Trump peut-il être tenté par un accord avec la Chine ?

C’est possible, en se disant qu’il y a un win-win. Là encore, il est imprévisible. Mais en attendant, il y a une certitude : les ressources américaines seront de plus en plus focalisées sur l’Asie, et de moins en moins sur l’Europe. En ce qui nous concerne, les conséquences sur le long terme seront donc pratiquement identiques entre Trump et Harris.

On a tous la trouille de Trump, à juste titre

François Heisbourg

Vous ne semblez pas partagez la “kamalamania” qui s’est répandue en France…

Pour l’instant, on ne sait pas grand-chose sur sa politique étrangère. Je connais bien son conseiller stratégique Phil Gordon, un bon connaisseur de l’Europe et de la France. Mais nul ne sait si elle lui fera confiance en arrivant aux responsabilités. En politique étrangère, l’étendue de l’indétermination d’Harris est gigantesque, à une exception près : la question israélo-palestinienne. Comme elle ne veut pas perdre les jeunes et l’aile gauche du parti démocrate, elle fait en sorte de rester crédible aux yeux des pro-palestiniens aux Etats-Unis, qu’ils soient étudiants à Columbia ou électeurs arabo-américains dans le Michigan. C’est un exercice difficile, car Kamala Harris pourrait perdre les élections si les 200 000 électeurs arabo-musulmans du Michigan, un “swing state”, ne se déplaçaient vers les urnes – la candidate s’est d’ailleurs fait huer dans cet Etat.

Mais en dehors de cette question de politique intérieure, nul ne connaît réellement ses positions sur l’Ukraine, le Moyen-Orient ou l’Asie. C’est une femme très prudente. En tant que vice-présidente, elle n’a pas paru manifester d’intérêt personnel pour les alliés des Etats-Unis. La meilleure hypothèse pour les Ukrainiens, si elle est élue, serait simplement une reconduction de la politique de Biden.

Pour l’Europe, une victoire de Kamala Harris serait un soulagement. Mais selon vous, il ne faudrait pas que cela se transforme en illusion…

On a tous la trouille de Trump, à juste titre. Je ne dis pas que Trump et Harris, c’est la même chose. La brutalité du premier n’a pas d’équivalent. Mais aujourd’hui, je constate que les chancelleries se préparent à un retour de Trump. Or, je crains que s’il n’est pas élu, le soulagement sera tel que les initiatives que l’Europe a commencé à prendre pour accroître son autonomie stratégie et renforcer sa défense ne passent à l’as, en nous disant qu’on a le luxe de gagner du temps. Ce serait une erreur monumentale. Mais c’est un vrai risque si Harris est élue.

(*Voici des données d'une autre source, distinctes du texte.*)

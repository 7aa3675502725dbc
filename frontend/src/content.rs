//! Copy for the landing page. Rendered as-is.

use crate::navigation::SectionId;
use crate::state::ProductTab;

pub const BRAND: &str = "roamthewrld";
pub const FOOTER: &str = "© 2025 roamthewrld. Crafted for the extraordinary.";

/// Nav bar order. Differs from the tracker's iteration order.
pub const NAV_ITEMS: [SectionId; 6] = [
    SectionId::Hero,
    SectionId::About,
    SectionId::Product,
    SectionId::Features,
    SectionId::History,
    SectionId::Contact,
];

/// Anchor of the feature grid, target of every "Back to Features" button.
pub const FEATURES_ANCHOR: &str = "features";
pub const PRODUCT_SHOWCASE_ANCHOR: &str = "roam-consumer";

#[derive(Debug, Clone, Copy, PartialEq, Eq)]
pub enum Accent {
    Blue,
    Red,
    Amber,
    Purple,
    Green,
    Orange,
}

impl Accent {
    pub fn class(self) -> &'static str {
        match self {
            Accent::Blue => "accent-blue",
            Accent::Red => "accent-red",
            Accent::Amber => "accent-amber",
            Accent::Purple => "accent-purple",
            Accent::Green => "accent-green",
            Accent::Orange => "accent-orange",
        }
    }
}

#[derive(Debug, Clone, Copy, PartialEq, Eq)]
pub struct Card {
    pub icon: &'static str,
    pub title: &'static str,
    pub description: &'static str,
}

#[derive(Debug, Clone, Copy, PartialEq, Eq)]
pub struct FeatureCard {
    pub icon: &'static str,
    pub title: &'static str,
    pub description: &'static str,
    pub accent: Accent,
    /// Id of the detail section the card's "Learn More" scrolls to.
    pub anchor: &'static str,
}

#[derive(Debug, Clone, Copy, PartialEq, Eq)]
pub struct FeatureDetail {
    pub anchor: &'static str,
    pub accent: Accent,
    pub headline: &'static str,
    pub icon: &'static str,
    pub panel_title: &'static str,
    pub panel_caption: &'static str,
    pub points: &'static [Card],
}

#[derive(Debug, Clone, Copy, PartialEq, Eq)]
pub struct Milestone {
    pub title: &'static str,
    pub accent: Accent,
    pub paragraphs: &'static [&'static str],
    pub highlights: &'static [&'static str],
}

pub struct Hero;

impl Hero {
    pub const TITLE: &'static str = "Roam";
    pub const TITLE_ACCENT: &'static str = "The World";
    pub const SUBTITLE: &'static str =
        "Redefining exploration through innovation, design, and the pursuit of extraordinary experiences.";
    pub const CTA: &'static str = "Explore More";
}

pub const ABOUT_TITLE: &str = "Roam Out. Roam Safe. Roam Connected.";
pub const ABOUT_BODY: &str = "Roam exists to make going out and taking risks feel safer without the hassle: a consent-first bracelet that turns trusted friends into a quiet, always-there support system. With simple, opt-in signals like heart-rate trends, BAC cues and quick check-ins, it keeps your crew in sync without the noise of social media. We design for the moments that matter: the nudge to pause, the ping to regroup, the confidence to explore. Share only what you choose, for as long as you choose.";

pub const ABOUT_CARDS: [Card; 3] = [
    Card {
        icon: "👥",
        title: "Social Connection",
        description: "Connect with friends and family in real time. Share your status, location, and more.",
    },
    Card {
        icon: "🛡️",
        title: "Safety First",
        description: "Advanced health monitoring, BAC sensing, and emergency alerts, keeping you and your friends safe.",
    },
    Card {
        icon: "🏔️",
        title: "You're in Control",
        description: "Check and share your status on your terms. Only to people you choose, only when you want.",
    },
];

pub const PRODUCT_TITLE: &str = "Introducing Roam Beta";
pub const PRODUCT_BODY: &str =
    "Designed for the moments that matter. Sleek, protective, and always ready to keep you safe.";

const BRACELET_FEATURES: [Card; 4] = [
    Card {
        icon: "🔗",
        title: "ECG and BAC Sensor in Clasp",
        description: "Advanced sensors seamlessly integrated into the clasp design for maximum functionality without compromising style.",
    },
    Card {
        icon: "✨",
        title: "Sleek, Slim Design",
        description: "No screen for times that count and passively keep you protected. Minimalist design that goes unnoticed.",
    },
    Card {
        icon: "🛡️",
        title: "Nylon/Kevlar Threading",
        description: "Premium materials for the best protection. Durable, lightweight, and built to withstand any adventure.",
    },
    Card {
        icon: "⚡",
        title: "Wireless Charging",
        description: "Just place it and go. No cables, no hassle. Effortless charging that keeps you always ready.",
    },
];

const SENSOR_FEATURES: [Card; 4] = [
    Card {
        icon: "❤️",
        title: "ECG Heart Rate Monitoring",
        description: "Continuous monitoring with medical-grade accuracy, providing real-time insights into your cardiovascular health.",
    },
    Card {
        icon: "🍷",
        title: "BAC Alcohol Detection",
        description: "Advanced transdermal sensing technology that detects alcohol through your skin for accurate safety monitoring.",
    },
    Card {
        icon: "🧠",
        title: "AI Signal Processing",
        description: "Intelligent algorithms that analyze sensor data in real-time, providing accurate readings and predictive insights.",
    },
    Card {
        icon: "📡",
        title: "Bluetooth Connectivity",
        description: "Seamless data transmission to your phone, keeping you connected and informed at all times.",
    },
];

pub fn product_features(tab: ProductTab) -> &'static [Card] {
    match tab {
        ProductTab::Bracelet => &BRACELET_FEATURES,
        ProductTab::Sensors => &SENSOR_FEATURES,
    }
}

/// Image shown next to the feature list: (src, alt).
pub fn product_image(tab: ProductTab) -> (&'static str, &'static str) {
    match tab {
        ProductTab::Bracelet => ("/images/bracelet.png", "Bracelet Design"),
        ProductTab::Sensors => ("/images/IntClasp.png", "Interior Clasp Sensors"),
    }
}

pub const FEATURES_TITLE: &str = "Explore Our Features";
pub const FEATURES_BODY: &str = "Dive deep into each feature and discover how Roam enhances your safety, connectivity, and peace of mind.";

pub const FEATURE_CARDS: [FeatureCard; 4] = [
    FeatureCard {
        icon: "❤️",
        title: "Heart Rate Monitoring",
        description: "Continuous ECG monitoring with emergency alerts",
        accent: Accent::Red,
        anchor: "heart-rate-monitoring",
    },
    FeatureCard {
        icon: "🍷",
        title: "BAC Sensing",
        description: "Transdermal alcohol detection for safety",
        accent: Accent::Amber,
        anchor: "bac-sensing",
    },
    FeatureCard {
        icon: "🤖",
        title: "AI Features",
        description: "Learn your patterns and provide intelligent safety feedback",
        accent: Accent::Purple,
        anchor: "ai-features",
    },
    FeatureCard {
        icon: "👥",
        title: "Accountability Mode",
        description: "Controlled sharing with trusted friends",
        accent: Accent::Purple,
        anchor: "accountability-mode",
    },
];

pub const FEATURE_DETAILS: [FeatureDetail; 4] = [
    FeatureDetail {
        anchor: "heart-rate-monitoring",
        accent: Accent::Red,
        headline: "Real-Time Health Monitoring",
        icon: "❤️",
        panel_title: "Heart Rate Monitor",
        panel_caption: "Real-time ECG display",
        points: &[
            Card {
                icon: "📊",
                title: "Continuous Tracking",
                description: "Monitor your heart rate 24/7 with medical-grade accuracy, providing insights into your cardiovascular health patterns.",
            },
            Card {
                icon: "⚡",
                title: "ECG Technology",
                description: "Advanced ECG sensors detect irregular heart rhythms and potential cardiac events, offering early warning capabilities.",
            },
            Card {
                icon: "🚨",
                title: "Emergency Alerts",
                description: "Automatic detection of concerning heart rate patterns triggers immediate alerts to your emergency contacts.",
            },
        ],
    },
    FeatureDetail {
        anchor: "bac-sensing",
        accent: Accent::Amber,
        headline: "Smart Alcohol Monitoring",
        icon: "🍷",
        panel_title: "BAC Sensor",
        panel_caption: "Transdermal detection",
        points: &[
            Card {
                icon: "🔬",
                title: "Transdermal Detection",
                description: "Advanced sensors detect alcohol through your skin, providing continuous monitoring without invasive methods.",
            },
            Card {
                icon: "⏱️",
                title: "Real-Time Alerts",
                description: "Get instant notifications when your BAC reaches concerning levels, helping you make informed decisions.",
            },
            Card {
                icon: "👥",
                title: "Friend Notifications",
                description: "Automatically alert trusted friends when it's time to pause, ensuring your safety in social situations.",
            },
        ],
    },
    FeatureDetail {
        anchor: "ai-features",
        accent: Accent::Purple,
        headline: "Your Personal AI Guardian",
        icon: "🤖",
        panel_title: "AI Guardian",
        panel_caption: "Learns what normal looks like for you",
        points: &[
            Card {
                icon: "🧠",
                title: "Pattern Learning",
                description: "AI analyzes your ECG, BAC, and motion data to understand your unique physiological patterns and habits.",
            },
            Card {
                icon: "🔮",
                title: "Predictive Alerts",
                description: "Detect potential problems before they occur and receive subtle, context-aware feedback to break harmful habits.",
            },
            Card {
                icon: "📳",
                title: "Haptic Feedback",
                description: "Gentle vibrations provide discreet cues during social situations, enhancing awareness without demanding attention.",
            },
        ],
    },
    FeatureDetail {
        anchor: "accountability-mode",
        accent: Accent::Purple,
        headline: "Controlled Sharing",
        icon: "👥",
        panel_title: "Trusted Circle",
        panel_caption: "Share on your terms",
        points: &[
            Card {
                icon: "🔒",
                title: "Privacy First",
                description: "You control exactly what information is shared and with whom. No data is transmitted without your explicit consent.",
            },
            Card {
                icon: "🤝",
                title: "Trusted Circle",
                description: "Build your network of trusted friends and family who can receive your status updates and location when needed.",
            },
            Card {
                icon: "⚙️",
                title: "Customizable Settings",
                description: "Set different sharing levels for different situations, from full transparency to minimal updates.",
            },
        ],
    },
];

pub const HISTORY_TITLE: &str = "The Journey";
pub const HISTORY_BODY: &str =
    "From concept to reality. Explore the evolution of Roam through our development milestones.";

pub const MILESTONES: [Milestone; 4] = [
    Milestone {
        title: "16 Iterations to Perfection",
        accent: Accent::Blue,
        paragraphs: &["The path to the perfect prototype wasn't straightforward. It took 16 different iterations, each one teaching us something new about form, function, and user experience. Every prototype brought us closer to the ideal balance of comfort, style, and technology."],
        highlights: &["Form factor optimization", "Sensor placement refinement", "Material durability testing"],
    },
    Milestone {
        title: "The First Working Prototype",
        accent: Accent::Green,
        paragraphs: &["This was the moment everything came together. The first working bracelet that proved our concept was possible. It wasn't perfect, but it was real: tangible proof that a social safety bracelet could become reality."],
        highlights: &[],
    },
    Milestone {
        title: "MQ303B Gas Sensor Testing",
        accent: Accent::Orange,
        paragraphs: &["Before developing the transdermal sensor, we extensively tested the MQ303B gas sensor to understand alcohol detection capabilities. This phase was crucial for validating our approach and gathering data to train our AI models for accurate readings."],
        highlights: &[],
    },
    Milestone {
        title: "The First Transdermal Ethanol Sensor Prototype",
        accent: Accent::Amber,
        paragraphs: &[
            "This was the step that moved our bracelet from detecting alcohol in the air to sensing it directly through the skin. A MicruX ceramic screen-printed electrode coated with Alcohol Oxidase and a Prussian Blue mediator measures ethanol molecules diffusing through sweat vapor in real time.",
            "A gas-permeable ePTFE membrane shields the chemistry from sweat and oils while allowing ethanol to pass. The signal is amplified by an LMP91000 potentiostat and processed on a Seeed XIAO nRF52840 for Bluetooth streaming.",
        ],
        highlights: &["Skin-contact ethanol sensing", "Low-power potentiostat front end", "Bluetooth streaming"],
    },
];

pub const CONTACT_TITLE: &str = "Connect With Us";
pub const CONTACT_BODY: &str =
    "Ready to embark on your next adventure? Let's create something extraordinary together.";
pub const CONTACT_STATUS: &str = "Currently in prototype development. Join us on this journey!";
pub const CONTACT_CTA: &str = "Get In Touch";
pub const CONTACT_EMAIL: &str = "mailto:hello@roamthewrld.com";
pub const SOCIALS: [&str; 3] = ["Twitter", "LinkedIn", "Instagram"];

#[cfg(test)]
mod tests {
    use super::*;
    use std::collections::HashSet;

    #[test]
    fn every_feature_card_has_a_detail_section() {
        let details: HashSet<_> = FEATURE_DETAILS.iter().map(|d| d.anchor).collect();
        for card in FEATURE_CARDS {
            assert!(details.contains(card.anchor), "{} has no detail section", card.anchor);
        }
    }

    #[test]
    fn anchors_do_not_collide_with_tracked_sections() {
        let anchors = FEATURE_DETAILS
            .iter()
            .map(|d| d.anchor)
            .chain([PRODUCT_SHOWCASE_ANCHOR]);
        for anchor in anchors {
            assert!(anchor.parse::<SectionId>().is_err(), "{} shadows a tracked section", anchor);
        }
        assert!(FEATURES_ANCHOR.parse::<SectionId>().is_ok());
    }

    #[test]
    fn nav_lists_every_section_once() {
        let unique: HashSet<_> = NAV_ITEMS.iter().collect();
        assert_eq!(unique.len(), SectionId::ALL.len());
    }

    #[test]
    fn both_tabs_have_content() {
        for tab in ProductTab::ALL {
            assert_eq!(product_features(tab).len(), 4);
            assert!(!product_image(tab).0.is_empty());
        }
    }
}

Sur le climat, la différence ne serait-elle pas majeure entre les deux candidats, en sachant que Donald Trump est ouvertement climato-sceptique ?

Trump et Elon Musk sont désormais unis sur ce sujet. Avec le premier, les Etats-Unis feront partie du problème et non pas de la solution, alors qu’avec Harris, cela sera différent. Mais il faut quand même constater que Biden a mis en place une législation de subventions pour les industries américaines et de blocages contre le dumping chinois dans le domaine des technologies de la transition énergétique, comme les voitures électriques. C’est une tentative de captation de l’économie verte au profit des Etats-Unis qui se fait au détriment des Chinois, mais aussi des Européens. Même si Biden, contrairement à Trump, a réellement voulu agir dans la lutte contre le réchauffement climatique, cela ne signifie donc pas qu’Européens et Américains cheminent ensemble vers ces objectifs de décarbonation. Kamala Harris n’est pas Hillary Clinton. La mondialisation heureuse, c’est fini. Là aussi, il y a une convergence entre démocrates et républicains. Les premiers mettent l’accent sur les subventions, les seconds sur les droits de douane. Mais dans les deux cas, il s’agit de bâtir la forteresse américaine.

*Un monde sans l’Amérique, François Heisbourg (Odile Jacob), 201 p., 21,90 €.